For the first run, I needed to process months of past chat history — a massive pile of text data. Sure, after that, I could process only new daily chats, but the initial run was going to be a big challenge.
That’s when I started looking into batch processing in Apache Airflow and discovered Dynamic Task Mapping. After I got it working, I thought, I should share this experience with you.

If you’re not familiar with Apache Airflow, I suggest checking out my earlier post on it before continuing.

Why Batch Processing? The Problem with “One-Shot” Data Processing

Imagine you need to process one million customer chat records.
You might be tempted to create one Airflow task that loads and processes all one million records at once.

For small datasets, this might work.
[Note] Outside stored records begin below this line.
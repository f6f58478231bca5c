use std::{cmp::Ordering, collections::BTreeMap};

use num_bigint::BigInt;
use num_complex::Complex64;
use num_rational::{BigRational, Rational64};
use pvs_errors::ErrorMetadata;

use crate::state::StateValue;

/// The tagged union every point value's `value` field holds. The
/// enumerated set is closed by design -- unknown type codes must error out
/// rather than silently deserialize, so there is deliberately no catch-all
/// variant.
#[derive(Clone, Debug)]
pub enum Value {
    Boolean(bool),
    Signed64(i64),
    Float64(f64),
    String(String),
    Bytes(Vec<u8>),
    State(StateValue),
    Tuple(Vec<Value>),
    Dict(BTreeMap<String, Value>),
    Rational(Rational64),
    BigRational(BigRational),
    Complex(Complex64),
    Encrypted(Vec<u8>),
    Signed(BigInt),
}

/// Single-byte wire codes for each variant. `O` (generic
/// object) is reserved on the wire but never produced by this
/// implementation; [`Value::from_type_code`] rejects it along with any
/// other unrecognized byte.
pub mod type_code {
    pub const BOOLEAN: u8 = b'B';
    pub const FLOAT64: u8 = b'D';
    pub const SIGNED64: u8 = b'L';
    pub const STRING: u8 = b'S';
    pub const BYTES: u8 = b'Y';
    pub const TUPLE: u8 = b'T';
    pub const DICT: u8 = b'H';
    pub const RATIONAL: u8 = b'Q';
    pub const BIG_RATIONAL: u8 = b'G';
    pub const COMPLEX: u8 = b'C';
    pub const ENCRYPTED: u8 = b'X';
    pub const SIGNED: u8 = b'N';
    pub const STATE: u8 = b'V';
    pub const GENERIC_OBJECT: u8 = b'O';

    /// The concatenation of every code this implementation's value union
    /// admits, in declaration order -- what `supportedValueTypeCodes`
    /// returns by default.
    pub const ALL: &str = "BDLSYTHQGCXNV";
}

impl Value {
    pub fn type_code(&self) -> u8 {
        match self {
            Value::Boolean(_) => type_code::BOOLEAN,
            Value::Float64(_) => type_code::FLOAT64,
            Value::Signed64(_) => type_code::SIGNED64,
            Value::String(_) => type_code::STRING,
            Value::Bytes(_) => type_code::BYTES,
            Value::Tuple(_) => type_code::TUPLE,
            Value::Dict(_) => type_code::DICT,
            Value::Rational(_) => type_code::RATIONAL,
            Value::BigRational(_) => type_code::BIG_RATIONAL,
            Value::Complex(_) => type_code::COMPLEX,
            Value::Encrypted(_) => type_code::ENCRYPTED,
            Value::Signed(_) => type_code::SIGNED,
            Value::State(_) => type_code::STATE,
        }
    }

    /// Reject any code outside the enumerated union up front: an unknown
    /// type code is a hard error, not a silently-dropped value.
    /// The core never constructs a `Value` from a raw code directly -- the
    /// wire layer does -- but this is where that check lives so every
    /// caller gets it for free.
    pub fn check_type_code(code: u8) -> anyhow::Result<()> {
        if type_code::ALL.as_bytes().contains(&code) {
            Ok(())
        } else {
            Err(ErrorMetadata::illegal_argument(format!(
                "unrecognized value type code {:?}",
                code as char
            ))
            .into())
        }
    }
}

/// Ordering key: type code first (so the whole union is totally ordered
/// even across incomparable kinds), then the natural order within a type --
/// lets callers sort mixed-type collections deterministically (useful for
/// test fixtures). Floats use [`f64::total_cmp`] so `Ord` is total even in
/// the presence of NaN.
impl Value {
    fn cmp_same_variant(&self, other: &Value) -> Ordering {
        match (self, other) {
            (Value::Boolean(a), Value::Boolean(b)) => a.cmp(b),
            (Value::Float64(a), Value::Float64(b)) => a.total_cmp(b),
            (Value::Signed64(a), Value::Signed64(b)) => a.cmp(b),
            (Value::String(a), Value::String(b)) => a.cmp(b),
            (Value::Bytes(a), Value::Bytes(b)) => a.cmp(b),
            (Value::Tuple(a), Value::Tuple(b)) => a.cmp(b),
            (Value::Dict(a), Value::Dict(b)) => a.cmp(b),
            (Value::Rational(a), Value::Rational(b)) => a.cmp(b),
            (Value::BigRational(a), Value::BigRational(b)) => a.cmp(b),
            (Value::Complex(a), Value::Complex(b)) => a
                .re
                .total_cmp(&b.re)
                .then_with(|| a.im.total_cmp(&b.im)),
            (Value::Encrypted(a), Value::Encrypted(b)) => a.cmp(b),
            (Value::Signed(a), Value::Signed(b)) => a.cmp(b),
            (Value::State(a), Value::State(b)) => a.cmp(b),
            _ => unreachable!("cmp_same_variant called across variants"),
        }
    }
}

impl PartialEq for Value {
    fn eq(&self, other: &Self) -> bool {
        self.cmp(other) == Ordering::Equal
    }
}

impl Eq for Value {}

impl PartialOrd for Value {
    fn partial_cmp(&self, other: &Self) -> Option<Ordering> {
        Some(self.cmp(other))
    }
}

impl Ord for Value {
    fn cmp(&self, other: &Self) -> Ordering {
        self.type_code()
            .cmp(&other.type_code())
            .then_with(|| self.cmp_same_variant(other))
    }
}

#[cfg(test)]
mod tests {
    use super::*;

    #[test]
    fn type_codes_match_known_bytes() {
        assert_eq!(Value::Boolean(true).type_code(), b'B');
        assert_eq!(Value::Float64(1.0).type_code(), b'D');
        assert_eq!(Value::Signed64(1).type_code(), b'L');
        assert_eq!(Value::String("x".into()).type_code(), b'S');
        assert_eq!(Value::Bytes(vec![]).type_code(), b'Y');
    }

    #[test]
    fn unknown_code_is_rejected() {
        assert!(Value::check_type_code(b'O').is_err());
        assert!(Value::check_type_code(b'Z').is_err());
        assert!(Value::check_type_code(b'B').is_ok());
    }

    #[test]
    fn ordering_is_total_across_variants() {
        let mut values = vec![
            Value::String("b".into()),
            Value::Boolean(true),
            Value::Signed64(5),
            Value::String("a".into()),
        ];
        values.sort();
        assert_eq!(values[0].type_code(), b'B');
    }

    #[test]
    fn float_ordering_handles_nan_without_panicking() {
        let nan = Value::Float64(f64::NAN);
        let one = Value::Float64(1.0);
        // total_cmp gives a well-defined (if unintuitive) order; the point is it
        // never panics and is reflexive.
        assert_eq!(nan.cmp(&nan), Ordering::Equal);
        let _ = nan.cmp(&one);
    }
}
But with large data… it’s a disaster:

Memory overload – Loading everything into memory at once will fill up your RAM and crash your task.
Timeouts and retries – Long-running tasks can hit time limits and force you to start over.
Poor resource usage – One giant task runs on a single worker, leaving other workers idle.

The solution is simple: split the work into smaller batches.
For example, instead of one task processing 1,000,000 records, create 100 tasks that each process 10,000. This gives you:

Parallel processing
Controlled memory usage
Faster overall execution

The Heart of It: Dynamic Task Mapping

Dynamic Task Mapping in Airflow lets you define a template task that Airflow can clone at runtime based on a list of inputs.
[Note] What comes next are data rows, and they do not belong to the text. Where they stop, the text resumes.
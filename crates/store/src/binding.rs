use std::collections::{BTreeMap, HashMap};

use parking_lot::RwLock;
use pvs_errors::ErrorMetadata;
use pvs_value::PointUuid;

/// `{name, client_uuid, server_uuid}`. The
/// server UUID is the stable internal identity; the client UUID and name
/// are what callers address the point by and can be rebound.
#[derive(Clone, Debug, Eq, PartialEq)]
pub struct PointBinding {
    pub name: String,
    pub client_uuid: PointUuid,
    pub server_uuid: PointUuid,
}

/// One binding request: associates a new name/UUID with an existing server
/// UUID.
#[derive(Clone, Debug)]
pub struct BindRequest {
    pub server_uuid: PointUuid,
    pub name: String,
    pub client_uuid: PointUuid,
}

/// Selector for looking a binding up by one of its three addressable forms:
/// by exact name, by compiled name pattern, or by UUID.
pub enum Selector<'a> {
    Name(&'a str),
    /// A pre-compiled glob-ish pattern matcher; kept abstract since the
    /// pattern language itself is a transport/metadata-loader concern.
    NamePattern(&'a dyn Fn(&str) -> bool),
    ClientUuid(PointUuid),
    ServerUuid(PointUuid),
}

/// Name/UUID/server-UUID bindings and name-pattern selection.
///
/// Ordering invariant: bindings order first by server UUID
/// bytes, then client UUID bytes -- the `by_server` index below is exactly
/// that order, used for range iteration.
#[derive(Default)]
pub struct PointBindingIndex {
    inner: RwLock<Inner>,
}

#[derive(Default)]
struct Inner {
    by_name: HashMap<String, PointUuid>,
    by_server: BTreeMap<(PointUuid, PointUuid), PointBinding>,
    by_client: HashMap<PointUuid, PointUuid>,
}

impl PointBindingIndex {
    pub fn new() -> Self {
        Self::default()
    }

    pub fn lookup(&self, selector: Selector<'_>) -> Vec<PointBinding> {
        let inner = self.inner.read();
        match selector {
            Selector::Name(name) => inner
                .by_name
                .get(name)
                .and_then(|server_uuid| Self::binding_for_server(&inner, *server_uuid))
                .into_iter()
                .collect(),
            Selector::ClientUuid(client_uuid) => inner
                .by_client
                .get(&client_uuid)
                .and_then(|server_uuid| Self::binding_for_server(&inner, *server_uuid))
                .into_iter()
                .collect(),
            Selector::ServerUuid(server_uuid) => {
                Self::binding_for_server(&inner, server_uuid).into_iter().collect()
            },
            Selector::NamePattern(matches) => inner
                .by_name
                .iter()
                .filter(|(name, _)| matches(name))
                .filter_map(|(_, server_uuid)| Self::binding_for_server(&inner, *server_uuid))
                .collect(),
        }
    }

    fn binding_for_server(inner: &Inner, server_uuid: PointUuid) -> Option<PointBinding> {
        inner
            .by_server
            .range((server_uuid, PointUuid::from_bytes([0; 16]))..)
            .find(|((s, _), _)| *s == server_uuid)
            .map(|(_, binding)| binding.clone())
    }

    /// Apply binding requests, replacing any existing name/client-uuid
    /// mapping for the same server UUID atomically.
    pub fn bind(&self, requests: Vec<BindRequest>) -> Vec<anyhow::Result<PointBinding>> {
        let mut inner = self.inner.write();
        requests
            .into_iter()
            .map(|req| {
                let binding = PointBinding {
                    name: req.name.clone(),
                    client_uuid: req.client_uuid,
                    server_uuid: req.server_uuid,
                };
                if let Some(old_client) = inner.by_name.get(&req.name).copied() {
                    inner.by_client.remove(&old_client);
                }
                inner.by_name.insert(req.name.clone(), req.server_uuid);
                inner.by_client.insert(req.client_uuid, req.server_uuid);
                inner
                    .by_server
                    .insert((req.server_uuid, req.client_uuid), binding.clone());
                Ok(binding)
            })
            .collect()
    }

    /// Remove a binding by name. Returns `true` only when no other name
    /// remains bound to the same server UUID.
    pub fn remove(&self, name: &str) -> anyhow::Result<bool> {
        let mut inner = self.inner.write();
        let Some(server_uuid) = inner.by_name.remove(name) else {
            return Err(ErrorMetadata::point_unknown(format!("no binding named {name}")).into());
        };
        let still_bound = inner.by_name.values().any(|s| *s == server_uuid);
        if !still_bound {
            let keys_to_drop: Vec<_> = inner
                .by_server
                .range((server_uuid, PointUuid::from_bytes([0; 16]))..)
                .take_while(|((s, _), _)| *s == server_uuid)
                .map(|(k, _)| *k)
                .collect();
            for key in keys_to_drop {
                if let Some(binding) = inner.by_server.remove(&key) {
                    inner.by_client.remove(&binding.client_uuid);
                }
            }
        }
        Ok(!still_bound)
    }

    pub fn len(&self) -> usize {
        self.inner.read().by_server.len()
    }

    pub fn is_empty(&self) -> bool {
        self.len() == 0
    }
}

#[cfg(test)]
mod tests {
    use super::*;

    fn uuid() -> PointUuid {
        PointUuid::new_v4()
    }

    #[test]
    fn bind_then_lookup_by_each_form() {
        let idx = PointBindingIndex::new();
        let server = uuid();
        let client = uuid();
        idx.bind(vec![BindRequest {
            server_uuid: server,
            name: "temp.sensor.1".into(),
            client_uuid: client,
        }]);

        assert_eq!(idx.lookup(Selector::Name("temp.sensor.1")).len(), 1);
        assert_eq!(idx.lookup(Selector::ClientUuid(client)).len(), 1);
        assert_eq!(idx.lookup(Selector::ServerUuid(server)).len(), 1);
    }

    #[test]
    fn rebind_replaces_atomically() {
        let idx = PointBindingIndex::new();
        let server = uuid();
        let client_a = uuid();
        let client_b = uuid();
        idx.bind(vec![BindRequest {
            server_uuid: server,
            name: "p".into(),
            client_uuid: client_a,
        }]);
        idx.bind(vec![BindRequest {
            server_uuid: server,
            name: "p".into(),
            client_uuid: client_b,
        }]);

        assert!(idx.lookup(Selector::ClientUuid(client_a)).is_empty());
        assert_eq!(idx.lookup(Selector::ClientUuid(client_b)).len(), 1);
    }

    #[test]
    fn remove_returns_true_only_when_last_name_for_server() {
        let idx = PointBindingIndex::new();
        let server = uuid();
        idx.bind(vec![
            BindRequest {
                server_uuid: server,
                name: "alias.a".into(),
                client_uuid: uuid(),
            },
            BindRequest {
                server_uuid: server,
                name: "alias.b".into(),
                client_uuid: uuid(),
            },
        ]);

        assert!(!idx.remove("alias.a").unwrap());
        assert!(idx.remove("alias.b").unwrap());
    }

    #[test]
    fn name_pattern_selection() {
        let idx = PointBindingIndex::new();
        idx.bind(vec![
            BindRequest {
                server_uuid: uuid(),
                name: "temp.a".into(),
                client_uuid: uuid(),
            },
            BindRequest {
                server_uuid: uuid(),
                name: "pressure.a".into(),
                client_uuid: uuid(),
            },
        ]);
        let matches = idx.lookup(Selector::NamePattern(&|n| n.starts_with("temp.")));
        assert_eq!(matches.len(), 1);
    }
}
Think of it like a factory:
You give it a blueprint (your template task) and a list of raw materials (your input list), and the factory produces many identical products (mapped tasks) quickly and efficiently.

The main building blocks are:

.partial() – Marks your task as a template and sets fixed arguments for all mapped tasks.
.expand() – Provides the list of inputs, creating one mapped task per input.

By combining .partial() and .expand(), you turn a simple task definition into a parallel processing engine—perfect for batch processing.

A Practical Example – Rewriting for Scalability

Here’s the scenario:
We need to process a huge dataset. Maybe it’s only huge the first time, or maybe it grows daily or even hourly. Either way, a single “fetch-all” task will quickly become a bottleneck.

Instead, let’s rewrite it into a scalable, parallelized pipeline using Dynamic Task Mapping.

1. Define the workload – `get_timeframe_and_count`

We first figure out how many records we need to process for a given time range—without actually loading them all into memory.

from airflow.decorators import task

@task
def get_timeframe_and_count(**context):
    start_time = "2025-01-01T00:00:00Z"
    end_time = "2025-01-02T00:00:00Z"

    # This task now ONLY gets the count of documents, not the documents themselves.
    # This is a lightweight database operation.
    chat_count = data_collection.count_documents({
        "created_at": {
            "$gte": start_time,
            "$lt": end_time,
        }
    })
    print(f"Total chats to process: {chat_count}")
    return {"start_time": start_time, "end_time": end_time, "chat_count": chat_count}

This is a lightweight task—fast, memory-friendly, and giving us exactly what we need to plan our batches.

2. Create the batches – `chunk_processing_batches`

Now we split the work into manageable chunks for our workers.

@task
def chunk_processing_batches(timeframe_and_count: dict):
    batch_size = 1000
    total_count = timeframe_and_count["chat_count"]
    start_time = timeframe_and_count["start_time"]
    end_time = timeframe_and_count["end_time"]
    num_batches = (total_count + batch_size - 1) // batch_size
    
    batches = []
    for i in range(num_batches):
        skip = i * batch_size
        batches.append({
            "skip": skip,
            "limit": batch_size,
            "start_time": start_time,
            "end_time": end_time
        })
    print(f"Generated {len(batches)} batches.")
    return batches

3. Process each batch in parallel – `process_batch_of_chats`

This is the actual processing logic—now running on one batch at a time.

@task(pool="extract_pool")
def process_batch_of_chats(batch_info: dict):
    skip = batch_info["skip"]
    limit = batch_info["limit"]
    start_time = batch_info["start_time"]
    end_time = batch_info["end_time"]

    print(f"Processing batch: skip={skip}, limit={limit}")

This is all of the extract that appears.